In April, delegates at the European Cancer Patient Coalition summit in Brussels heard from several formidable speakers on measures that need to be taken to tackle inequalities within and between European countries on cancer detection, diagnosis and treatment. One specific goal of the meeting was to identify ways of sharing available best practice and encouraging more research across EU member states.

But just how much of a role do patient organisations have in directing research priorities?

The short answer seems to be an ever-increasing one.

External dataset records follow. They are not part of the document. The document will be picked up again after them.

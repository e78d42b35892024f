//! The learning agent: the sequential loop tying reviser, belief engine and
//! explorer together.
//!
//! Each tick consumes the latest observation (corroborate, then revise),
//! rebuilds the internal projected domain when the rule set changed, and
//! asks the explorer for the next action. Failed observations of actions
//! with no rule yet are parked and replayed through corroboration once the
//! first rule for that predicate appears.

use crate::config::{ExplorerConfig, LearnerConfig};
use crate::error::LearnError;
use crate::explorer::BayesianExplorer;
use crate::reviser::{domain_from_rules, Reviser};
use indexmap::IndexSet;
use irale_logic::{Domain, Literal, Predicate, State, Term, Trace, TraceLog, RESET_ACTION};
use irale_rules::{RuleArena, RuleId};
use rand::rngs::StdRng;
use rand::SeedableRng;
use std::collections::BTreeMap;
use tracing::{debug, info};

pub struct LearningAgent {
    pub reviser: Reviser,
    pub explorer: BayesianExplorer,
    learner_config: LearnerConfig,

    /// The projection of the learnt rules over the source vocabulary; the
    /// explorer rolls plans out against it.
    internal_domain: Domain,
    instances: Vec<Term>,
    headstart: Vec<Literal>,

    pub trace_log: TraceLog,
    failed_before_first_success: BTreeMap<Predicate, Vec<Trace>>,

    step: usize,
    last_revision_step: usize,
    rng: StdRng,
}

impl LearningAgent {
    pub fn new(
        domain: &Domain,
        instances: Vec<Term>,
        headstart: Vec<Literal>,
        learner_config: LearnerConfig,
        explorer_config: ExplorerConfig,
        seed: u64,
    ) -> Self {
        let start_pu = explorer_config.start_pu;
        let reviser = Reviser::new(learner_config.clone(), start_pu);
        let mut explorer = BayesianExplorer::new(explorer_config);

        let internal_domain = domain_from_rules(domain, &reviser.arena, &reviser.active);
        explorer.set_action_literals(&domain.action_literals(false), &internal_domain, &instances);

        LearningAgent {
            reviser,
            explorer,
            learner_config,
            internal_domain,
            instances,
            headstart,
            trace_log: TraceLog::with_capacity(4096),
            failed_before_first_success: BTreeMap::new(),
            step: 0,
            last_revision_step: 0,
            rng: StdRng::seed_from_u64(seed),
        }
    }

    pub fn arena(&self) -> &RuleArena {
        &self.reviser.arena
    }

    pub fn active_rules(&self) -> &IndexSet<RuleId> {
        &self.reviser.active
    }

    /// Record one observation from the environment.
    pub fn observe(&mut self, trace: Trace) {
        self.trace_log.push(trace);
    }

    fn all_instances(&self, domain: &Domain) -> Vec<Term> {
        self.instances
            .iter()
            .chain(domain.constants.iter())
            .cloned()
            .collect()
    }

    /// Consume the latest observation and produce the next action to try.
    pub fn next_action(&mut self, state: &State, domain: &Domain) -> Result<Literal, LearnError> {
        self.step += 1;

        let mut knowledge_modified = false;
        if let Some(trace) = self.trace_log.latest().cloned() {
            let all_insts = self.all_instances(domain);
            self.explorer.corroborate(
                &mut self.reviser.arena,
                &self.reviser.active,
                &trace,
                &all_insts,
                &mut self.rng,
            );

            if !is_meta_name(&trace.action.predicate.name) {
                // Park failures of not-yet-modelled actions for later
                // corroboration.
                if !trace.authorized && !self.reviser.has_rule_for(&trace.action.predicate) {
                    self.failed_before_first_success
                        .entry(trace.action.predicate.clone())
                        .or_default()
                        .push(trace.clone());
                }

                knowledge_modified = self.reviser.update_knowledge(
                    &trace,
                    domain.delete_pred(),
                    &mut self.rng,
                )?;

                self.replay_parked_failures(&all_insts);
            }
        }

        if knowledge_modified {
            info!(
                rules = self.reviser.active.len(),
                examples = self.reviser.counter_examples.len(),
                step = self.step,
                "knowledge revised"
            );
            self.last_revision_step = self.step;
            self.internal_domain =
                domain_from_rules(domain, &self.reviser.arena, &self.reviser.active);
        }
        self.explorer.inform_revision(knowledge_modified);

        if self.step <= self.headstart.len() {
            let scripted = self.headstart[self.step - 1].clone();
            debug!(action = %scripted, "headstart action");
            return Ok(scripted);
        }

        if self.learner_config.reset_state_after_stagnation
            && self.step - self.last_revision_step >= self.learner_config.reset_state_after
        {
            self.last_revision_step = self.step;
            self.explorer.plan.clear();
            if let Some(pred) = domain.action_pred_by_name(RESET_ACTION) {
                debug!("stagnation reset");
                return Ok(Literal::new(pred, vec![]));
            }
        }

        Ok(self.explorer.get_next_action(
            state,
            &mut self.internal_domain,
            &self.reviser.arena,
            &self.reviser.active,
            &self.instances,
            &mut self.rng,
        ))
    }

    /// Once a predicate has its first rule, its parked failures become
    /// informative: run them through corroboration and drop them.
    fn replay_parked_failures(&mut self, all_insts: &[Term]) {
        let ready: Vec<Predicate> = self
            .failed_before_first_success
            .keys()
            .filter(|pred| self.reviser.has_rule_for(pred))
            .cloned()
            .collect();

        for pred in ready {
            if let Some(traces) = self.failed_before_first_success.remove(&pred) {
                for parked in traces {
                    self.explorer.corroborate(
                        &mut self.reviser.arena,
                        &self.reviser.active,
                        &parked,
                        all_insts,
                        &mut self.rng,
                    );
                }
            }
        }
    }

    /// The problem changed: new objects and/or a new scripted prefix.
    pub fn update_problem(&mut self, domain: &Domain, instances: Vec<Term>, headstart: Vec<Literal>) {
        self.instances = instances;
        self.headstart = headstart;
        self.step = 0;
        self.last_revision_step = 0;
        self.internal_domain =
            domain_from_rules(domain, &self.reviser.arena, &self.reviser.active);
        self.explorer.reset_problem();
        self.explorer.set_action_literals(
            &domain.action_literals(false),
            &self.internal_domain,
            &self.instances,
        );
    }
}

fn is_meta_name(name: &str) -> bool {
    matches!(
        name,
        irale_logic::RESET_ACTION | irale_logic::DELETE_ACTION | irale_logic::REMOVE_FACT_ACTION
    )
}

#[cfg(test)]
mod tests {
    use super::*;
    use irale_logic::{ActionSchema, Predicate};
    use std::collections::BTreeSet;

    fn c(name: &str) -> Term {
        Term::constant(name)
    }

    fn fact(p: &str, args: &[&str]) -> Literal {
        Predicate::new(p, args.len()).of(args.iter().map(|a| c(a)).collect())
    }

    fn blocks_domain() -> Domain {
        let on = Predicate::new("on", 2);
        let clear = Predicate::new("clear", 1);
        let mv = Predicate::new("move", 2);
        let (x, y, z) = (Term::var("X"), Term::var("Y"), Term::var("Z"));
        let schema = ActionSchema::new(
            mv.of(vec![x.clone(), y.clone()]),
            vec![
                clear.of(vec![x.clone()]),
                clear.of(vec![y.clone()]),
                on.of(vec![x.clone(), z.clone()]),
            ],
            vec![],
            vec![on.of(vec![x.clone(), y.clone()]), clear.of(vec![z.clone()])],
            vec![on.of(vec![x.clone(), z.clone()]), clear.of(vec![y.clone()])],
        );
        Domain::new(
            vec![],
            BTreeSet::from([on, clear, mv]),
            BTreeSet::new(),
            vec![schema],
        )
    }

    fn agent(domain: &Domain) -> LearningAgent {
        LearningAgent::new(
            domain,
            vec![c("a"), c("b"), c("c")],
            vec![],
            LearnerConfig::default(),
            ExplorerConfig {
                meta_probability: 0.0,
                exploration_time_limit: 0.2,
                random_plans: 2,
                random_experiments: 2,
                plan_depth: 2,
                ..ExplorerConfig::default()
            },
            42,
        )
    }

    #[test]
    fn learns_from_an_environment_loop() {
        let mut domain = blocks_domain();
        let mut agent = agent(&domain);
        let instances = vec![c("a"), c("b"), c("c")];

        let mut state = State::from_facts([
            fact("clear", &["a"]),
            fact("clear", &["b"]),
            fact("on", &["a", "c"]),
        ]);

        for _ in 0..12 {
            let action = agent.next_action(&state, &domain).unwrap();
            if action == Literal::default() {
                continue;
            }
            let (new_state, authorized) = domain.try_action(&state, &instances, &action, false);
            agent.observe(Trace::new(state.clone(), action, authorized, new_state.clone()));
            if authorized {
                state = new_state;
            }
        }

        // The agent has learnt at least one rule for move, and every stored
        // positive example is covered.
        assert!(!agent.active_rules().is_empty());
        for &cx in &agent.reviser.counter_examples {
            let covered = agent
                .active_rules()
                .iter()
                .any(|&id| agent.arena().get(id).covers(agent.arena().get(cx)));
            assert!(covered);
        }
    }

    #[test]
    fn headstart_actions_are_replayed_first() {
        let domain = blocks_domain();
        let mut agent = LearningAgent::new(
            &domain,
            vec![c("a"), c("b"), c("c")],
            vec![fact("move", &["a", "b"])],
            LearnerConfig::default(),
            ExplorerConfig::default(),
            1,
        );

        let state = State::from_facts([
            fact("clear", &["a"]),
            fact("clear", &["b"]),
            fact("on", &["a", "c"]),
        ]);
        let first = agent.next_action(&state, &domain).unwrap();
        assert_eq!(first, fact("move", &["a", "b"]));
    }
}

EUROCAN – a scheme set up in 2005 to map national cancer initiatives, identify areas for collaboration and establish future research priorities – has identified a specific need for patient involvement.

The project's aim is to encourage closer cooperation of EU in determining cancer research strategies.

In a report published earlier this year on the feasibility of bringing national cancer strategies together the project concluded it was “essential to include the patients' voice in the establishment of priority areas in cancer research”.

It is a position reiterated by Dr. Janez Potocnik, European Commissioner for Science at the ECPC summit who said the response from EU member states to the proposals were so far “encouraging”.

Hildrun Sundseth, head of EU policy at the ECPC said the prominence of patient groups in cancer research policy was “slowly improving” although too many organisations still only pay “lip service” to patient groups.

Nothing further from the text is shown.